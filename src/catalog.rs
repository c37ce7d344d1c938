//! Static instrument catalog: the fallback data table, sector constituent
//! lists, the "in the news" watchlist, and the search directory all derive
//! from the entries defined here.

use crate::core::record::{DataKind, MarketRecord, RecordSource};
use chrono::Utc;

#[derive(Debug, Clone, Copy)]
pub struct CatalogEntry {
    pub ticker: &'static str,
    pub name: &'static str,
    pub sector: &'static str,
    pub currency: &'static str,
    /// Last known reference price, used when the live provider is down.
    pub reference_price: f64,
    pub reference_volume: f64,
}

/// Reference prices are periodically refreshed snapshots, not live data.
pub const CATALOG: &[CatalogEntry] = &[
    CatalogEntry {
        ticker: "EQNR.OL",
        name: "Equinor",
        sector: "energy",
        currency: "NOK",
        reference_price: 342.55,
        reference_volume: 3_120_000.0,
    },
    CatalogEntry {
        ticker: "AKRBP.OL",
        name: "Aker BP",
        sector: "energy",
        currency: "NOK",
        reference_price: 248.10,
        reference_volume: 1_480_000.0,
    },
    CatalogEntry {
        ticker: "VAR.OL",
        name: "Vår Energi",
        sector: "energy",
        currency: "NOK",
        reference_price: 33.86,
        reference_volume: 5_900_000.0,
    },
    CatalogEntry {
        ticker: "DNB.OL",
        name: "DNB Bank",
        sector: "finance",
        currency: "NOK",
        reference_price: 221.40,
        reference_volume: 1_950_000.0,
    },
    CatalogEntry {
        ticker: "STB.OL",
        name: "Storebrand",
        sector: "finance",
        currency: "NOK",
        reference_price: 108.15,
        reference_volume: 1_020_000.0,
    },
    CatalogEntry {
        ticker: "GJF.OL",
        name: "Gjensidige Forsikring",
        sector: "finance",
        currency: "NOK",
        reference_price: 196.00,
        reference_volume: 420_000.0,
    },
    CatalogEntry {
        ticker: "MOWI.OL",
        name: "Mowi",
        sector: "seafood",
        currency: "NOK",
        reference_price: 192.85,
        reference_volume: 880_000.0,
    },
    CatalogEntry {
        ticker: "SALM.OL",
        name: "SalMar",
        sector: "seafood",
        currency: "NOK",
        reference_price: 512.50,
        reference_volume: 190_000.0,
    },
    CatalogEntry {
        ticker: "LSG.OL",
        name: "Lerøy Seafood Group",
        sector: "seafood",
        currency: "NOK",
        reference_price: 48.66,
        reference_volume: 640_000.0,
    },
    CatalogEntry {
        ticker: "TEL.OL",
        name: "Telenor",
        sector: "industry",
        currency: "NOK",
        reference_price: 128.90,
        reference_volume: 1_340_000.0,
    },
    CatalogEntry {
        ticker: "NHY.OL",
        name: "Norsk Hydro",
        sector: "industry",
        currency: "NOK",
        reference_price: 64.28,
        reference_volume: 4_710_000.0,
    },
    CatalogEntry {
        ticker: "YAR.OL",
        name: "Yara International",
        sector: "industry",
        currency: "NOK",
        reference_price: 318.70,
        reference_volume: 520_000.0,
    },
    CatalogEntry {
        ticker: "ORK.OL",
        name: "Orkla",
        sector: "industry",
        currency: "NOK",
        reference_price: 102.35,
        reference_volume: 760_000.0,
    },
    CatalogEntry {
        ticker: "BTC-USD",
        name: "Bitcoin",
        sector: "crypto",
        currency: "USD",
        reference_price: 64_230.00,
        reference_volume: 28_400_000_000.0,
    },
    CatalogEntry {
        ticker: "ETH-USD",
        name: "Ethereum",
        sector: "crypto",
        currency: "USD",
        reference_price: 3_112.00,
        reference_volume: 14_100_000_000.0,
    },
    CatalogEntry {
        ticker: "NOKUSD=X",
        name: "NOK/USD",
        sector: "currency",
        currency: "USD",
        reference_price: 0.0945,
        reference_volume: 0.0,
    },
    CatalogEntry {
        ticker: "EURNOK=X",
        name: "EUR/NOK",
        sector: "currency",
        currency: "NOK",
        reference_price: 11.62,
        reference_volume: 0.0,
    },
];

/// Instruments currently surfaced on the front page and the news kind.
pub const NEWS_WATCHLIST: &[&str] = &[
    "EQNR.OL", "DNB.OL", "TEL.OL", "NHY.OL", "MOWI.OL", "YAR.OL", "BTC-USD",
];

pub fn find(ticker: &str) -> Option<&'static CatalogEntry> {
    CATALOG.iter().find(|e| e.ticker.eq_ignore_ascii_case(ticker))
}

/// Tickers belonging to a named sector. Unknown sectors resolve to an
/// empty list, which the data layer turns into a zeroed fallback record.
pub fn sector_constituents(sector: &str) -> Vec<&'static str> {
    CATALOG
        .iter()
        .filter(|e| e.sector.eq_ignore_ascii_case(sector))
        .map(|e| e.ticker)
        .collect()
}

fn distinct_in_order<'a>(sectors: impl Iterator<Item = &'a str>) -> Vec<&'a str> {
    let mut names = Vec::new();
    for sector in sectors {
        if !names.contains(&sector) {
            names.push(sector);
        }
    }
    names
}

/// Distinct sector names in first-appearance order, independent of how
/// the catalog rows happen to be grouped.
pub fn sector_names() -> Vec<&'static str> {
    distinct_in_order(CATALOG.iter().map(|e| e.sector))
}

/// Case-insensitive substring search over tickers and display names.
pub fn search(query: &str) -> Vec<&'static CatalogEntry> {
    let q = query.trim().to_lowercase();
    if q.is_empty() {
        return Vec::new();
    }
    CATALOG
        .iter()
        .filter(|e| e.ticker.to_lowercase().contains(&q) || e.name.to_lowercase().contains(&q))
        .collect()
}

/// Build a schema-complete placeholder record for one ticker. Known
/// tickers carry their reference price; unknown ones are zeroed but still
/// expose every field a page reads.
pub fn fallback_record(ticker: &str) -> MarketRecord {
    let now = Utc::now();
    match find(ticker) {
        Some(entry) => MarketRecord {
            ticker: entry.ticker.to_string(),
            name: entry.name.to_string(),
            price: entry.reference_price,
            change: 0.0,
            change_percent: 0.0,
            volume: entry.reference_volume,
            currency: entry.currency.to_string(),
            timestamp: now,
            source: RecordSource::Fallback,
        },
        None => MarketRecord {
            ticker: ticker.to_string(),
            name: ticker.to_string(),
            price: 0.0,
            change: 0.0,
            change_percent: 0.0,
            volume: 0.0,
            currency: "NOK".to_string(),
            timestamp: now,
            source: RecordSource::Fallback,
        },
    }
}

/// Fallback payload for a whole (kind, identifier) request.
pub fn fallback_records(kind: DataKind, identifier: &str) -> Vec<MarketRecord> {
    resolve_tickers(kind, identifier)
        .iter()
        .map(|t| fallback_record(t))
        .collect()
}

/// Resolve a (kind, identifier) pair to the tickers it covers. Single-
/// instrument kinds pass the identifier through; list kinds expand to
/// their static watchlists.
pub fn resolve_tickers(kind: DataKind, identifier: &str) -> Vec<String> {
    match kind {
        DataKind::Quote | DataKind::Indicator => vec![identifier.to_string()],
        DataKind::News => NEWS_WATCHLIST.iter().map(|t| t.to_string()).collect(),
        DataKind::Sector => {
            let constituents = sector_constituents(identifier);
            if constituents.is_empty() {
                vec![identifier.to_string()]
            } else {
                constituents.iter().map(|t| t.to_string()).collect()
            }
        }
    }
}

....

## Work instructions
Set down the material above in full, keeping each line exactly as it is.

## Response area
filename src/catalog.rs
repository c37ce7d344d1c938
//! Static instrument catalog: the fallback data table, sector constituent
//! lists, the "in the news" watchlist, and the search directory all derive
//! from the entries defined here.

use crate::core::record::{DataKind, MarketRecord, RecordSource};
use chrono::Utc;

#[derive(Debug, Clone, Copy)]
pub struct CatalogEntry {
    pub ticker: &'static str,
    pub name: &'static str,
    pub sector: &'static str,
    pub currency: &'static str,
    /// Last known reference price, used when the live provider is down.
    pub reference_price: f64,
    pub reference_volume: f64,
}

/// Reference prices are periodically refreshed snapshots, not live data.
pub const CATALOG: &[CatalogEntry] = &[
    CatalogEntry {
        ticker: "EQNR.OL",
        name: "Equinor",
        sector: "energy",
        currency: "NOK",
        reference_price: 342.55,
        reference_volume: 3_120_000.0,
    },
    CatalogEntry {
        ticker: "AKRBP.OL",
        name: "Aker BP",
        sector: "energy",
        currency: "NOK",
        reference_price: 248.10,
        reference_volume: 1_480_000.0,
    },
    CatalogEntry {
        ticker: "VAR.OL",
        name: "Vår Energi",
        sector: "energy",
        currency: "NOK",
        reference_price: 33.86,
        reference_volume: 5_900_000.0,
    },
    CatalogEntry {
        ticker: "DNB.OL",
        name: "DNB Bank",
        sector: "finance",
        currency: "NOK",
        reference_price: 221.40,
        reference_volume: 1_950_000.0,
    },
    CatalogEntry {
        ticker: "STB.OL",
        name: "Storebrand",
        sector: "finance",
        currency: "NOK",
        reference_price: 108.15,
        reference_volume: 1_020_000.0,
    },
    CatalogEntry {
        ticker: "GJF.OL",
        name: "Gjensidige Forsikring",
        sector: "finance",
        currency: "NOK",
        reference_price: 196.00,
        reference_volume: 420_000.0,
    },
    CatalogEntry {
        ticker: "MOWI.OL",
        name: "Mowi",
        sector: "seafood",
        currency: "NOK",
        reference_price: 192.85,
        reference_volume: 880_000.0,
    },
    CatalogEntry {
        ticker: "SALM.OL",
        name: "SalMar",
        sector: "seafood",
        currency: "NOK",
        reference_price: 512.50,
        reference_volume: 190_000.0,
    },
    CatalogEntry {
        ticker: "LSG.OL",
        name: "Lerøy Seafood Group",
        sector: "seafood",
        currency: "NOK",
        reference_price: 48.66,
        reference_volume: 640_000.0,
    },
    CatalogEntry {
        ticker: "TEL.OL",
        name: "Telenor",
        sector: "industry",
        currency: "NOK",
        reference_price: 128.90,
        reference_volume: 1_340_000.0,
    },
    CatalogEntry {
        ticker: "NHY.OL",
        name: "Norsk Hydro",
        sector: "industry",
        currency: "NOK",
        reference_price: 64.28,
        reference_volume: 4_710_000.0,
    },
    CatalogEntry {
        ticker: "YAR.OL",
        name: "Yara International",
        sector: "industry",
        currency: "NOK",
        reference_price: 318.70,
        reference_volume: 520_000.0,
    },
    CatalogEntry {
        ticker: "ORK.OL",
        name: "Orkla",
        sector: "industry",
        currency: "NOK",
        reference_price: 102.35,
        reference_volume: 760_000.0,
    },
    CatalogEntry {
        ticker: "BTC-USD",
        name: "Bitcoin",
        sector: "crypto",
        currency: "USD",
        reference_price: 64_230.00,
        reference_volume: 28_400_000_000.0,
    },
    CatalogEntry {
        ticker: "ETH-USD",
        name: "Ethereum",
        sector: "crypto",
        currency: "USD",
        reference_price: 3_112.00,
        reference_volume: 14_100_000_000.0,
    },
    CatalogEntry {
        ticker: "NOKUSD=X",
        name: "NOK/USD",
        sector: "currency",
        currency: "USD",
        reference_price: 0.0945,
        reference_volume: 0.0,
    },
    CatalogEntry {
        ticker: "EURNOK=X",
        name: "EUR/NOK",
        sector: "currency",
        currency: "NOK",
        reference_price: 11.62,
        reference_volume: 0.0,
    },
];

/// Instruments currently surfaced on the front page and the news kind.
pub const NEWS_WATCHLIST: &[&str] = &[
    "EQNR.OL", "DNB.OL", "TEL.OL", "NHY.OL", "MOWI.OL", "YAR.OL", "BTC-USD",
];

pub fn find(ticker: &str) -> Option<&'static CatalogEntry> {
    CATALOG.iter().find(|e| e.ticker.eq_ignore_ascii_case(ticker))
}

/// Tickers belonging to a named sector. Unknown sectors resolve to an
/// empty list, which the data layer turns into a zeroed fallback record.
pub fn sector_constituents(sector: &str) -> Vec<&'static str> {
    CATALOG
        .iter()
        .filter(|e| e.sector.eq_ignore_ascii_case(sector))
        .map(|e| e.ticker)
        .collect()
}

fn distinct_in_order<'a>(sectors: impl Iterator<Item = &'a str>) -> Vec<&'a str> {
    let mut names = Vec::new();
    for sector in sectors {
        if !names.contains(&sector) {
            names.push(sector);
        }
    }
    names
}

/// Distinct sector names in first-appearance order, independent of how
/// the catalog rows happen to be grouped.
pub fn sector_names() -> Vec<&'static str> {
    distinct_in_order(CATALOG.iter().map(|e| e.sector))
}

/// Case-insensitive substring search over tickers and display names.
pub fn search(query: &str) -> Vec<&'static CatalogEntry> {
    let q = query.trim().to_lowercase();
    if q.is_empty() {
        return Vec::new();
    }
    CATALOG
        .iter()
        .filter(|e| e.ticker.to_lowercase().contains(&q) || e.name.to_lowercase().contains(&q))
        .collect()
}

/// Build a schema-complete placeholder record for one ticker. Known
/// tickers carry their reference price; unknown ones are zeroed but still
/// expose every field a page reads.
pub fn fallback_record(ticker: &str) -> MarketRecord {
    let now = Utc::now();
    match find(ticker) {
        Some(entry) => MarketRecord {
            ticker: entry.ticker.to_string(),
            name: entry.name.to_string(),
            price: entry.reference_price,
            change: 0.0,
            change_percent: 0.0,
            volume: entry.reference_volume,
            currency: entry.currency.to_string(),
            timestamp: now,
            source: RecordSource::Fallback,
        },
        None => MarketRecord {
            ticker: ticker.to_string(),
            name: ticker.to_string(),
            price: 0.0,
            change: 0.0,
            change_percent: 0.0,
            volume: 0.0,
            currency: "NOK".to_string(),
            timestamp: now,
            source: RecordSource::Fallback,
        },
    }
}

/// Fallback payload for a whole (kind, identifier) request.
pub fn fallback_records(kind: DataKind, identifier: &str) -> Vec<MarketRecord> {
    resolve_tickers(kind, identifier)
        .iter()
        .map(|t| fallback_record(t))
        .collect()
}

/// Resolve a (kind, identifier) pair to the tickers it covers. Single-
/// instrument kinds pass the identifier through; list kinds expand to
/// their static watchlists.
pub fn resolve_tickers(kind: DataKind, identifier: &str) -> Vec<String> {
    match kind {
        DataKind::Quote | DataKind::Indicator => vec![identifier.to_string()],
        DataKind::News => NEWS_WATCHLIST.iter().map(|t| t.to_string()).collect(),
        DataKind::Sector => {
            let constituents = sector_constituents(identifier);
            if constituents.is_empty() {
                vec![identifier.to_string()]
            } else {
                constituents.iter().map(|t| t.to_string()).collect()
            }
        }
    }
}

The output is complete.